The U.S. 9th District Court of Appeals handed Long Beach a big victory Oct. 24 when it found that the city had the authority to regulate the noise level at its 63-year-old airport. But the court also sent the city a signal that it had pushed the noise restrictions about as far as the court would allow.
That message may be lost on airport activists who live near the thundering runways, some of whom have never been satisfied with the noise ordinance that holds the number of daily commercial jet flights to 32 and the airport’s cumulative noise level to 65 decibels a day.
Some homeowners would like to see even fewer flights. Some are calling for a Sunday ban of the so-called “touch-and-go” takeoffs and landings executed by pilots in training.
“There’s an election not too far off,” Gene Tenhoff of the Aviation Noise Abatement Committee, a coalition of homeowners and aircraft users attempting to work out a compromise, said ominously. He said residents are prepared to write letters and lobby council members to write a new ordinance that residents can live with.
Airport-area residents are eagerly awaiting the city’s next move in the fight that began a decade ago when Long Beach first put a cap on noise at the airport, and 10 airlines subsequently filed suit. But city officials said they are in somewhat of a holding pattern evaluating a strategy that could prove politically or legally costly.
The court’s decision is not considered final for 21 days, and the airlines have the option of asking for a rehearing before the 9th District or requesting a review by the U.S. Supreme Court.
Meanwhile, legal experts say it appears that the city has little leeway to make the airport any quieter. The recently passed Airport Noise and Capacity Act of 1990, which set federal limits on airport noise, grandfathered in Long Beach’s stringent rules. To go beyond the city’s existing limits might be considered a violation of the congressional act, experts said.

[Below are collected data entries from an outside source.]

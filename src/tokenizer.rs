//! 토큰화기
//!
//! 형태소 분석보다 가벼운 분절 결과(`Tokenize`)를 [`Tokenized`]로 돌려줍니다.

use std::sync::Arc;

use crate::config::ClientConfig;
use crate::error::{classify, CallContext, Result};
use crate::request;
use crate::transport::{GrpcTransport, LanguageService, ServiceEndpoint};
use crate::view::{PosList, Tokenized};

pub struct Tokenizer<T = GrpcTransport> {
    transport: Arc<T>,
    config: ClientConfig,
    ctx: CallContext,
}

impl<T> std::fmt::Debug for Tokenizer<T> {
    fn fmt(&self, f: &mut std::fmt::Formatter<'_>) -> std::fmt::Result {
        f.debug_struct("Tokenizer")
            .field("ctx", &self.ctx)
            .field("auto_split", &self.config.auto_split)
            .finish()
    }
}

impl Tokenizer<GrpcTransport> {
    pub fn new(config: ClientConfig) -> Result<Self> {
        let transport = GrpcTransport::connect(&config)?;
        Self::with_transport(config, transport)
    }
}

impl<T: LanguageService> Tokenizer<T> {
    pub fn with_transport(config: ClientConfig, transport: T) -> Result<Self> {
        Self::with_shared_transport(config, Arc::new(transport))
    }

    pub fn with_shared_transport(config: ClientConfig, transport: Arc<T>) -> Result<Self> {
        config.validate()?;
        let ctx = ServiceEndpoint::from_config(&config).call_context(config.apikey());
        log::debug!("Tokenizer 생성: {:?}", ctx);
        Ok(Self {
            transport,
            config,
            ctx,
        })
    }

    pub fn config(&self) -> &ClientConfig {
        &self.config
    }

    pub fn tokenize(&self, phrase: &str) -> Result<Tokenized> {
        self.tokenize_with(phrase, self.config.auto_split)
    }

    /// 문장 자동 분리 여부를 지정해서 토큰화
    pub fn tokenize_with(&self, phrase: &str, auto_split: bool) -> Result<Tokenized> {
        if phrase.is_empty() {
            log::warn!("빈 문장이 입력되었습니다. 토큰화하지 않습니다.");
            return Ok(Tokenized::empty());
        }
        log::debug!("토큰화 요청: {}자", phrase.chars().count());
        let res = self
            .transport
            .tokenize(request::tokenize(phrase, auto_split))
            .map_err(|s| classify(s, &self.ctx))?;
        Ok(Tokenized::new(phrase, Some(res)))
    }

    /// 여러 문장을 줄바꿈으로 이어 한 번에 토큰화. 문장 자동 분리는 하지 않습니다.
    pub fn tokenize_list<S: AsRef<str>>(&self, phrases: &[S]) -> Result<Tokenized> {
        if phrases.is_empty() {
            log::warn!("빈 문장 목록이 입력되었습니다. 토큰화하지 않습니다.");
            return Ok(Tokenized::empty());
        }
        let joined = phrases
            .iter()
            .map(AsRef::as_ref)
            .collect::<Vec<&str>>()
            .join("\n");
        self.tokenize_with(&joined, false)
    }

    /// 분절 결과 (`Tokenized::seg` 참고)
    pub fn seg(&self, phrase: &str, flatten: bool, join: bool, detail: bool) -> Result<PosList> {
        Ok(self.tokenize(phrase)?.seg(flatten, join, detail))
    }

    pub fn segments(&self, phrase: &str) -> Result<Vec<String>> {
        Ok(self.tokenize(phrase)?.segments())
    }

    pub fn nouns(&self, phrase: &str) -> Result<Vec<String>> {
        Ok(self.tokenize(phrase)?.nouns())
    }

    pub fn verbs(&self, phrase: &str) -> Result<Vec<String>> {
        Ok(self.tokenize(phrase)?.verbs())
    }
}
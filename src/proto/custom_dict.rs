//! 사용자 사전 서비스 메시지 (`bareun.CustomDictionaryService`)

use std::collections::BTreeMap;

use serde::Serialize;

use super::enum_name_serializer;

#[derive(Clone, Copy, Debug, PartialEq, Eq, Hash, PartialOrd, Ord, ::prost::Enumeration)]
#[repr(i32)]
pub enum DictType {
    TokenIndex = 0,
    WordList = 1,
    WordListCompound = 2,
}

impl DictType {
    pub fn as_str_name(&self) -> &'static str {
        match self {
            DictType::TokenIndex => "TOKEN_INDEX",
            DictType::WordList => "WORD_LIST",
            DictType::WordListCompound => "WORD_LIST_COMPOUND",
        }
    }
}

enum_name_serializer!(serialize_dict_type, DictType);

/// 단어 집합 하나. 단어는 `items`의 키로만 의미가 있습니다.
#[derive(Clone, PartialEq, ::prost::Message, Serialize)]
#[serde(rename_all = "camelCase")]
pub struct DictSet {
    #[prost(btree_map = "string, int32", tag = "1")]
    pub items: BTreeMap<String, i32>,
    #[prost(enumeration = "DictType", tag = "2")]
    #[serde(serialize_with = "serialize_dict_type")]
    pub r#type: i32,
    #[prost(string, tag = "3")]
    pub name: String,
}

impl DictSet {
    /// 단어들만 꺼냅니다.
    pub fn words(&self) -> impl Iterator<Item = &str> {
        self.items.keys().map(String::as_str)
    }
}

/// 사용자 사전 전체
#[derive(Clone, PartialEq, ::prost::Message, Serialize)]
#[serde(rename_all = "camelCase")]
pub struct CustomDictionary {
    #[prost(string, tag = "1")]
    pub domain_name: String,
    #[prost(message, optional, tag = "2")]
    #[serde(skip_serializing_if = "Option::is_none")]
    pub np_set: Option<DictSet>,
    #[prost(message, optional, tag = "3")]
    #[serde(skip_serializing_if = "Option::is_none")]
    pub cp_set: Option<DictSet>,
    #[prost(message, optional, tag = "4")]
    #[serde(skip_serializing_if = "Option::is_none")]
    pub cp_caret_set: Option<DictSet>,
    #[prost(message, optional, tag = "5")]
    #[serde(skip_serializing_if = "Option::is_none")]
    pub vv_set: Option<DictSet>,
    #[prost(message, optional, tag = "6")]
    #[serde(skip_serializing_if = "Option::is_none")]
    pub va_set: Option<DictSet>,
}

/// 사전 목록 조회 시 돌려받는 요약 정보
#[derive(Clone, PartialEq, ::prost::Message, Serialize)]
#[serde(rename_all = "camelCase")]
pub struct CustomDictionaryMeta {
    #[prost(string, tag = "1")]
    pub domain_name: String,
    #[prost(int32, tag = "2")]
    pub np_set_size: i32,
    #[prost(int32, tag = "3")]
    pub cp_set_size: i32,
    #[prost(int32, tag = "4")]
    pub cp_caret_set_size: i32,
    #[prost(int32, tag = "5")]
    pub vv_set_size: i32,
    #[prost(int32, tag = "6")]
    pub va_set_size: i32,
}

#[derive(Clone, PartialEq, ::prost::Message, Serialize)]
#[serde(rename_all = "camelCase")]
pub struct GetCustomDictionaryListResponse {
    #[prost(message, repeated, tag = "1")]
    pub domain_dicts: Vec<CustomDictionaryMeta>,
}

#[derive(Clone, PartialEq, ::prost::Message, Serialize)]
#[serde(rename_all = "camelCase")]
pub struct GetCustomDictionaryRequest {
    #[prost(string, tag = "1")]
    pub domain_name: String,
}

#[derive(Clone, PartialEq, ::prost::Message, Serialize)]
#[serde(rename_all = "camelCase")]
pub struct GetCustomDictionaryResponse {
    #[prost(string, tag = "1")]
    pub domain_name: String,
    #[prost(message, optional, tag = "2")]
    #[serde(skip_serializing_if = "Option::is_none")]
    pub dict: Option<CustomDictionary>,
}

#[derive(Clone, PartialEq, ::prost::Message, Serialize)]
#[serde(rename_all = "camelCase")]
pub struct UpdateCustomDictionaryRequest {
    #[prost(string, tag = "1")]
    pub domain_name: String,
    #[prost(message, optional, tag = "2")]
    #[serde(skip_serializing_if = "Option::is_none")]
    pub dict: Option<CustomDictionary>,
}

#[derive(Clone, PartialEq, ::prost::Message, Serialize)]
#[serde(rename_all = "camelCase")]
pub struct UpdateCustomDictionaryResponse {
    #[prost(string, tag = "1")]
    pub updated_domain_name: String,
}

#[derive(Clone, PartialEq, ::prost::Message, Serialize)]
#[serde(rename_all = "camelCase")]
pub struct RemoveCustomDictionariesRequest {
    #[prost(string, repeated, tag = "1")]
    pub domain_names: Vec<String>,
    #[prost(bool, tag = "2")]
    pub all: bool,
}

#[derive(Clone, PartialEq, ::prost::Message, Serialize)]
#[serde(rename_all = "camelCase")]
pub struct RemoveCustomDictionariesResponse {
    #[prost(btree_map = "string, bool", tag = "1")]
    pub deleted_domain_names: BTreeMap<String, bool>,
}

In addition, the appellate court wrote that Long Beach’s current restrictions “appeared at first blush to be arbitrary or irrational” but were probably justified upon closer inspection.
“I think that’s a hint that anything more restrictive would be very risky,” said Los Angeles attorney Lee Blackman, special counsel to the city in the airport litigation. “The courts are upholding reasonable limits . . . but this is fragile.”
Activist residents who live in the historic and sometimes expensive homes under the flight paths say they are not interested in crippling the airport, just finding a place where planes and people can peacefully coexist.
Because of airline financial troubles, the number of commercial jets that take off daily is now at 27--five below the city’s cap. Complaints about noise appear to be running lower this year, airport officials said.
But a rebound in the aviation market could send the flight numbers soaring again.
“We don’t want to shut the airport down. The airport should have the opportunity to grow,” said Tenhoff, who lives just blocks from a major runway. “(But) we’ve got people in Signal Hill who are just getting killed by the helicopter noise.”
While the flight limits were placed on commercial passenger airliners--considered the noisiest--those jets make up only 7% of some half a million takeoffs and landings at the airport annually, airport Manager Chris Kunze said.
The majority of traffic comes from general aviation flights--the smaller cargo carriers, business planes and recreational aircraft that some residents complain make a loud and irritating buzz as they fly low over the city.
Small planes are regularly cited for violating noise rules, which pilots say are already too strict.
“Some of the smallest, least noisy airplanes are getting cited,” said Don Hart, president of the Long Beach Airport Assn. of pilots and airport-related businesses. “If a little guy like that gets a violation, does that seem fair?”